When I studied Architecture so many years ago, we, as part of our curriculum participated in a few life drawing classes.  For those of you who don’t know what a life drawing class is, you basically attend a class with an instructor, or as a non –instructed open workshop, where a model (usually nude) is provided for you to draw.  The point being, to train and develop hand-eye coordination to convey what you see physically in front of you to your drawing, sketch or painting.  

In my opinion, life drawing is the most important part of an artist’s training.  Life drawing is where you develop the skills required to convey what you see in front of you to paper or canvas.  This is where you learn about gesture, proportion, line, shading and tone.  As an Architect, you have to be able to conceptualize an idea in sketch form as a part of your development of a design.  Drawing and sketching is an important part of the tool kit that the Architect has at their disposal to develop an idea and convey it to a client.  Life drawing teaches you how to see and about visual communication.  

 The great thing about life drawing is that it affords the opportunity for total expressive freedom to experiment and explore different techniques and materials.  Depending on the class you take, there may or may not be an instructor to guide you.  I recommend for beginners that you attend an instructed class as the teacher will introduce you to many  different approaches to drawing.  As you become more comfortable with life drawing, open workshops are available at most art schools where the artist is totally free to explore their own approaches to the subject matter. Life drawing classes can be be quiet, contemplative, fun and engaging. 
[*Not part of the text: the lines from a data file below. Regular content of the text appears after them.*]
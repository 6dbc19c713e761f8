use rand::rngs::StdRng;
use rand::{Rng as _, SeedableRng};

pub trait RandomSource {
    /// Uniform float in `[0, 1)`.
    fn next_f32(&mut self) -> f32;

    fn int(&mut self, min: i32, max: i32) -> i32 {
        if max <= min {
            return min;
        }
        let span = (max - min + 1) as f32;
        (min + (self.next_f32() * span).floor() as i32).min(max)
    }

    fn bool(&mut self, probability: f32) -> bool {
        self.next_f32() < probability
    }

    fn pick_index(&mut self, len: usize) -> usize {
        if len <= 1 {
            return 0;
        }
        (self.next_f32() * len as f32).floor().min((len - 1) as f32) as usize
    }

    fn shuffle<T>(&mut self, values: &mut [T])
    where
        Self: Sized,
    {
        for i in (1..values.len()).rev() {
            let j = self.pick_index(i + 1);
            values.swap(i, j);
        }
    }
}

/// Seeded mulberry32 generator. Same seed, same stream.
#[derive(Clone, Debug)]
pub struct Rng {
    seed: u32,
}

impl Rng {
    pub fn new(seed: u32) -> Self {
        Self { seed }
    }
}

impl RandomSource for Rng {
    fn next_f32(&mut self) -> f32 {
        self.seed = self.seed.wrapping_add(0x6d2b79f5);
        let mut t = self.seed;
        t = (t ^ (t >> 15)).wrapping_mul(t | 1);
        t ^= t.wrapping_add((t ^ (t >> 7)).wrapping_mul(t | 61));
        let out = t ^ (t >> 14);
        (out as f64 / 4_294_967_296.0) as f32
    }
}

impl RandomSource for StdRng {
    fn next_f32(&mut self) -> f32 {
        self.random::<f32>()
    }
}

pub fn default_source() -> StdRng {
    StdRng::from_os_rng()
}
I recently joined an open workshop at the Ottawa School of Art.  It was over 20 years since I last attended a life drawing class.  The workshop was actually a Christmas gift to my daughter who is building her portfolio to apply to art college.  Participating together in a life drawing workshop enables her to her to sharpen her drawing skills, build her portfolio and for me to spend some quality time with my daughter (Maybe a bit self-serving but I love spending 3-4 hours with my daughter every Monday evening). 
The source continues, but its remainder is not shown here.